Em relação com o mesmo período do ano passado, o número de desempregados na capital aumentou em 22 mil pessoas — consequência da quantidade menor de postos de trabalho em relação ao número de pessoas da população economicamente ativa, ou seja, a porcentagem da população que entrou para o mercado de trabalho.

O número de desempregados em janeiro é estimado em um total de 308 mil pessoas — resultado maior em 2 mil pessoas em relação a dezembro de 2018. Segundo a PED-DF, esse crescimento resultou do crescimento da população economicamente ativa, ou seja, a porcentagem da população que entrou para o mercado de trabalho.

O grupo mais afetado pela taxa de desemprego está nas regiões de baixa renda, onde o índice passou de 22,6% para 25%. Nas regiões administrativas de renda média-alta, o desemprego ficou relativamente estável, passando de 15,5% para 15,3%. Enquanto nas regiões de renda média-baixa, a taxa de desemprego apresentou leve redução de 22,2% para 21,2%. Nas regiões administrativas de alta renda, o desempregou aumentou de 8,1% para 8,9%.

De acordo com a pesquisa, o contingente de ocupados no Distrito Federal aumentou 1,2%, cerca de 16 mil pessoas a mais em relação ao mês anterior. O maior acréscimo aconteceu no setor de Construção, com acréscimo de 4,3%. Em seguida, aparece a Indústria de Transformação, com aumento de 8,9% empregados. Os setores de Administração Pública (1,2%); Comércio (0,9%); e de Serviços (0,6%) também apresentaram um aumento no número de vagas em janeiro deste ano.
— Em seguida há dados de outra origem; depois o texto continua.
//! Dead-link refresh policy (§4.9): on `RangeRejected` or a post-success
//! 403/410, re-resolve the URL via `InfoExtractor` and validate the new
//! resource still matches before resuming.

use crate::error::{DlmError, Result};
use crate::extractor::{ExtractedResource, InfoExtractor};
use crate::probe::{self, ProbeResult};
use crate::transport::Transport;
use std::collections::HashMap;

pub(super) struct RefreshOutcome {
    pub effective_url: String,
    pub headers: HashMap<String, String>,
}

/// Re-resolves `original_url`, re-probes the result, and checks that
/// `total_size`/`etag` still match what the job observed before the link
/// went stale. A mismatch is `ContentChanged`, not a retryable failure —
/// continuing would silently corrupt the partially-downloaded file.
pub(super) fn refresh_and_validate(
    transport: &dyn Transport,
    extractor: &dyn InfoExtractor,
    original_url: &str,
    headers: HashMap<String, String>,
    expected_total_size: Option<u64>,
    expected_etag: Option<&str>,
) -> Result<RefreshOutcome> {
    let resolved = extractor
        .refresh(original_url)
        .map_err(|e| DlmError::RefreshFailed(e.to_string()))?;

    let new_url = match resolved {
        ExtractedResource::Plain(p) => p.url,
        ExtractedResource::Media(media) => media
            .best_format()
            .map(|f| f.url.clone())
            .ok_or_else(|| DlmError::RefreshFailed("refresh returned media with no formats".into()))?,
    };

    let probed: ProbeResult = probe::probe(transport, &new_url, headers.clone())
        .map_err(|e| DlmError::RefreshFailed(e.to_string()))?;

    if let (Some(expected), Some(found)) = (expected_total_size, probed.total_size) {
        if expected != found {
            return Err(DlmError::ContentChanged(format!(
                "total_size changed after refresh: {expected} -> {found}"
            )));
        }
    }
    if let (Some(expected), Some(found)) = (expected_etag, probed.etag.as_deref()) {
        if expected != found {
            return Err(DlmError::ContentChanged(format!(
                "etag changed after refresh: {expected} -> {found}"
            )));
        }
    }

    Ok(RefreshOutcome {
        effective_url: probed.effective_url,
        headers,
    })
}

#[cfg(test)]
mod tests {
    use super::*;
    use crate::extractor::PlainResource;
    use crate::transport::{Request, Sink, SinkSignal, TransportError, TransportSuccess};

    struct StubTransport(HashMap<String, u64>);
    impl Transport for StubTransport {
        fn fetch(&self, req: &Request, sink: &mut dyn Sink) -> std::result::Result<TransportSuccess, TransportError> {
            sink.write_chunk(&[], 0);
            let mut headers = HashMap::new();
            if let Some(size) = self.0.get(&req.url) {
                headers.insert("content-length".to_string(), size.to_string());
                headers.insert("accept-ranges".to_string(), "bytes".to_string());
            }
            Ok(TransportSuccess {
                status_code: 200,
                response_headers: headers,
                final_url: req.url.clone(),
                total_received: 0,
            })
        }
    }

    struct StubExtractor(String);
    impl InfoExtractor for StubExtractor {
        fn extract(&self, url: &str) -> Result<ExtractedResource> {
            Ok(ExtractedResource::Plain(PlainResource {
                url: url.to_string(),
                suggested_filename: None,
            }))
        }
        fn refresh(&self, _url: &str) -> Result<ExtractedResource> {
            Ok(ExtractedResource::Plain(PlainResource {
                url: self.0.clone(),
                suggested_filename: None,
            }))
        }
    }

    #[test]
    fn matching_size_after_refresh_succeeds() {
        let mut sizes = HashMap::new();
        sizes.insert("https://cdn.example.com/new".to_string(), 1000u64);
        let transport = StubTransport(sizes);
        let extractor = StubExtractor("https://cdn.example.com/new".to_string());
        let outcome = refresh_and_validate(&transport, &extractor, "https://example.com/old", HashMap::new(), Some(1000), None).unwrap();
        assert_eq!(outcome.effective_url, "https://cdn.example.com/new");
    }

    #[test]
    fn mismatched_size_after_refresh_is_content_changed() {
        let mut sizes = HashMap::new();
        sizes.insert("https://cdn.example.com/new".to_string(), 2000u64);
        let transport = StubTransport(sizes);
        let extractor = StubExtractor("https://cdn.example.com/new".to_string());
        let err = refresh_and_validate(&transport, &extractor, "https://example.com/old", HashMap::new(), Some(1000), None).unwrap_err();
        assert!(matches!(err, DlmError::ContentChanged(_)));
    }
}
Setor privado x setor público

Ainda de acordo com a pesquisa divulgada nesta terça, o número de trabalhadores no setor privado cresceu 1%, o que representa um acréscimo de 7 mil postos de trabalho. No setor público o cenário também foi de crescimento: 2,1%, um total de 6 mil novos trabalhadores.

No setor privador, cresceu o número de trabalhadores com carteira assinada, com um acréscimo de 1,4%. Houve ainda um crescimento de trabalhadores autônomos, com 4 mil novos trabalhadores neste módulo.

Comportamento em 12 meses

Em relação ao sexto, os homens apresentaram estabilidade na taxa de desemprego, passando de 16,4% para 16,2%. Já entre as mulheres, houve um crescimento de 19,2% para 20,4%. Os resultados por faixa etária apontam redução para os desempregados entre os 40 e 49 anos; por outro lado houve um crescimento entre a população de 25 a 39 anos e de 16 a 24 anos.

De acordo com a pesquisa, em relação a raça, houve um acréscimo na taxa de desemprego entre a população negra; o índice passou de 19,5% para 20,3%. Enquanto para a população não negra, o indicador apontou um decréscimo de 14,2% para 13,6%.

Já ao se analisar trabalhos anteriores, os resultados mostram uma relativa estabilidade na taxa de desemprego entre aqueles que trabalhavam anteriormente, passando de 15,3% para 15,6%. Para aqueles que buscam o primeiro emprego, o indicador apontou um aumento de 26,8% para 29,1%. Em janeiro deste ano, 31,5% dos desempregados nunca trabalharam.